Bebek ölümlerinde Türkiye`de önemli bir gerileme görüldüğünü, ancak dünya standartlarına göre hala alınacak mesafenin bulunduğunu kaydeden Bakan Müezinoğlu, prematüre bebeklerin yaşatılması konusunda anne sütünün bir ihtiyaç olduğunu belirtti.
Anne Sütü Bankası projesini, Türk medeniyetinde de yeri bulunan ``süt anneliği`` kavramını milletin güvenini kazanacak şekilde uygulamaya sokmak istediklerini belirten Müezzinoğlu, son yapılan bilimsel araştırmalarda anne sütünden bebeğe DNA özelliklerinin de taşındığına dair bulguların elde edildiğini, dolayısıyla sütün sadece bir gıda maddesi olarak değerlendirilemeyeceğini, can yapısını da taşındığının dikkate alınması gerektiğini söyledi.
Müezzinoğlu, sözlerini şöyle sürdürdü:
``Dolayısıyla bizim hukuk sistemimizde fayda ve tedbir ayağını güçlü hale getirmemiz lazım. O nedenle kayıt sistematiğimizde yasal düzenlemelerle, Nüfus ve Vatandaşlık Genel Müdürlüğü ile de paylaşarak sütü veren annenin çocukları ile sütü alan ailenin çocuğu arasındaki hukukun, gelecekte yaşamlarına yansıyacak bir hukuki alt yapıyı da güçlü hale getirmemiz lazım.
Bu nedenle önümüzdeki süreçte projenin hukuki ayağını ve kayıt sistematiğini de güçlendirebilecek çalışmalar için bir sürece ihtiyacımız var. Bu süreci de tamamladıktan sonra inşallah fiilen erken doğan, anne sütüne ihtiyacı olan bebeklerimizi mutlaka yaşatabilmeyi ve onları sağlıklı nesiller halinde sunabilmeyi hedefliyoruz. Sürecin tedbir, hukuk kayıt sistemi üzerinde çalışmamız gerektiği için projenin uygulanmasında bir süre gecikme olacak. Kamuoyunun bunu sabırla karşılamasını arzu ediyoruz.``
Bir gazetecinin ``Proje ne zaman hayata geçecek?`` sorusu üzerine Müezzinoğlu, ``Gönül ister ki 2-3 günde bitirelim. Ama bunun mecliste bir altyapı hazırlık süreci var. Bu süreçler yalnız bizim bakanlığımızı ilgilendirmiyor. İçişleri ve Adalet bakanlıklarını da ilgilendiriyor. Hızlı bir çalışma yapacağız. Ben Sağlık Bakanı olarak bebeklerin bir an önce sağlıklı, bilimsel olarak enfeksiyon riski olmadan sağlıklı bir anne sütünün bebeğimize verilmesi taraftarıyım. Ama ülkemizde büyük bir proje halinde uygulanmasına ihtiyaç duyulan bu projenin yeterli tedbirler alınmadan kadük bir proje halinde kalmasını açıkça arzu etmiyoruz`` cevabını verdi.

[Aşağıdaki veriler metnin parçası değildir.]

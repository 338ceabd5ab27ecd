//! Graph Nodes
//!
//! This module defines the node types that live in a computation graph.

use std::fmt;
use std::sync::atomic::{AtomicU64, Ordering};

use serde::{Deserialize, Serialize};
use smallvec::SmallVec;

use crate::execution::Value;

/// Stable identifier for a node in a computation graph.
///
/// Assigned once when the node is constructed and never changed. Two
/// references carrying the same id denote the same logical node, however
/// many parents reach it.
///
/// Ids only come from a process-wide counter, so ids minted anywhere in the
/// process never collide. They serialize for front ends but cannot be
/// constructed from raw numbers.
#[derive(Debug, Clone, Copy, PartialEq, Eq, PartialOrd, Ord, Hash, Serialize)]
pub struct NodeId(u64);

impl NodeId {
    /// Generate a new unique node ID.
    pub fn new() -> Self {
        static COUNTER: AtomicU64 = AtomicU64::new(0);
        Self(COUNTER.fetch_add(1, Ordering::Relaxed))
    }

    /// Get the raw ID value.
    pub fn raw(&self) -> u64 {
        self.0
    }
}

impl Default for NodeId {
    fn default() -> Self {
        Self::new()
    }
}

#[cfg(test)]
impl From<u64> for NodeId {
    fn from(id: u64) -> Self {
        Self(id)
    }
}

impl fmt::Display for NodeId {
    fn fmt(&self, f: &mut fmt::Formatter<'_>) -> fmt::Result {
        write!(f, "node#{}", self.0)
    }
}

/// Address of one graph input inside the submitted [`Inputs`](crate::execution::Inputs).
#[derive(Debug, Clone, PartialEq, Eq, Hash, Serialize, Deserialize)]
#[serde(untagged)]
pub enum InputKey {
    /// Positional argument.
    Index(usize),
    /// Named argument.
    Key(String),
}

impl fmt::Display for InputKey {
    fn fmt(&self, f: &mut fmt::Formatter<'_>) -> fmt::Result {
        match self {
            InputKey::Index(i) => write!(f, "[{i}]"),
            InputKey::Key(k) => write!(f, "[{k:?}]"),
        }
    }
}

/// The kind of node in a computation graph.
#[derive(Debug, Clone, PartialEq)]
pub enum NodeKind {
    /// A raw input. These are roots of the graph and never have children.
    Input(InputKey),

    /// A bound literal, such as a constructor argument. Also a leaf.
    Constant(Value),

    /// Applies the function named by the node label to its children's
    /// values, in child order.
    Call,
}

/// A node in a computation graph.
///
/// Children are the nodes this node depends on, kept in construction order
/// so traversals are reproducible.
#[derive(Debug, Clone)]
pub struct Node {
    /// Unique identifier for this node.
    id: NodeId,

    /// Display name; for [`NodeKind::Call`] also the function to invoke.
    label: String,

    /// What kind of node this is.
    kind: NodeKind,

    /// Direct dependencies.
    children: SmallVec<[NodeId; 4]>,
}

impl Node {
    /// Create a node with a fresh identity.
    pub fn new(label: impl Into<String>, kind: NodeKind, children: &[NodeId]) -> Self {
        Self::with_id(NodeId::new(), label, kind, children)
    }

    /// Create a node with an explicit identity.
    pub fn with_id(
        id: NodeId,
        label: impl Into<String>,
        kind: NodeKind,
        children: &[NodeId],
    ) -> Self {
        Self {
            id,
            label: label.into(),
            kind,
            children: SmallVec::from_slice(children),
        }
    }

    /// Create a new input node.
    pub fn input(key: InputKey) -> Self {
        Self::new(format!("input{key}"), NodeKind::Input(key), &[])
    }

    /// Create a new constant node.
    pub fn constant(label: impl Into<String>, value: Value) -> Self {
        Self::new(label, NodeKind::Constant(value), &[])
    }

    /// Create a new call node.
    pub fn call(function: impl Into<String>, children: &[NodeId]) -> Self {
        Self::new(function, NodeKind::Call, children)
    }

    /// Get the node's ID.
    pub fn id(&self) -> NodeId {
        self.id
    }

    pub fn label(&self) -> &str {
        &self.label
    }

    /// Get the node's kind.
    pub fn kind(&self) -> &NodeKind {
        &self.kind
    }

    /// Get the direct dependencies in construction order.
    pub fn children(&self) -> &[NodeId] {
        &self.children
    }

    pub fn is_input(&self) -> bool {
        matches!(self.kind, NodeKind::Input(_))
    }

    /// Check if the node has no dependencies.
    pub fn is_leaf(&self) -> bool {
        self.children.is_empty()
    }
}

impl PartialEq for Node {
    fn eq(&self, other: &Self) -> bool {
        self.id == other.id
    }
}

impl Eq for Node {}

#[cfg(test)]
mod tests {
    use super::*;

    #[test]
    fn node_ids_are_unique() {
        let id1 = NodeId::new();
        let id2 = NodeId::new();
        assert_ne!(id1, id2);
    }

    #[test]
    fn node_ids_are_unique_across_threads() {
        let ids: Vec<NodeId> = std::thread::scope(|scope| {
            let workers: Vec<_> = (0..4)
                .map(|_| scope.spawn(|| (0..1000).map(|_| NodeId::new()).collect::<Vec<_>>()))
                .collect();
            workers
                .into_iter()
                .flat_map(|worker| worker.join().unwrap())
                .collect()
        });

        let distinct: std::collections::HashSet<_> = ids.iter().copied().collect();
        assert_eq!(distinct.len(), ids.len());
    }

    #[test]
    fn input_node_is_leaf() {
        let node = Node::input(InputKey::Index(0));
        assert!(node.is_input());
        assert!(node.is_leaf());
        assert_eq!(node.kind(), &NodeKind::Input(InputKey::Index(0)));
        assert_eq!(node.label(), "input[0]");
    }

    #[test]
    fn children_keep_construction_order() {
        let a = NodeId::new();
        let b = NodeId::new();
        let c = NodeId::new();

        let node = Node::call("combine", &[c, a, b]);
        assert_eq!(node.children(), &[c, a, b]);
        assert!(!node.is_leaf());
    }

    #[test]
    fn equality_is_by_identity() {
        let id = NodeId::new();
        let first = Node::with_id(id, "f", NodeKind::Call, &[]);
        let second = Node::with_id(id, "g", NodeKind::Constant(Value::from(1)), &[]);
        assert_eq!(first, second);

        let other = Node::call("f", &[]);
        assert_ne!(first, other);
    }

    #[test]
    fn input_keys_display() {
        assert_eq!(InputKey::Index(2).to_string(), "[2]");
        assert_eq!(InputKey::Key("key".into()).to_string(), "[\"key\"]");
    }
}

Sağlık Bakanı Mehmet Müezzinoğlu, bir gazetecinin ``Yapılan düzenlemeler karşı çıkanları ikna edecek mi?`` sorusuna karşılık, ``Hukuk bu işin merkezindedir. Hukuku merkeze fayda ve tedbir olarak koyduğumuzda, neticede bu kamuoyunun vicdanının 750 gram doğmuş bir bebeğin yaşatma konusunda duyarlığının en üst düzeyde olacağından bir tereddütüm yok`` dedi.
Bakan daha sonra yeni doğan bölümünde incelemelerde bulundu. Bakana İzmir Valisi Cahit Kıraç, AK Parti İzmir milletvekilleri Nesrin Ulema, Rıfat Sait İl Sağlık Müdürü Bediha Türkyılmaz, AK Parti İzmir İl Başkanı Ömer Cihat Akay eşlik etti.
Bakan daha sonra Vali Cahit Kıraç`ı makamında ziyaret etti. Ziyaret basına kapalı olarak gerçekleşti.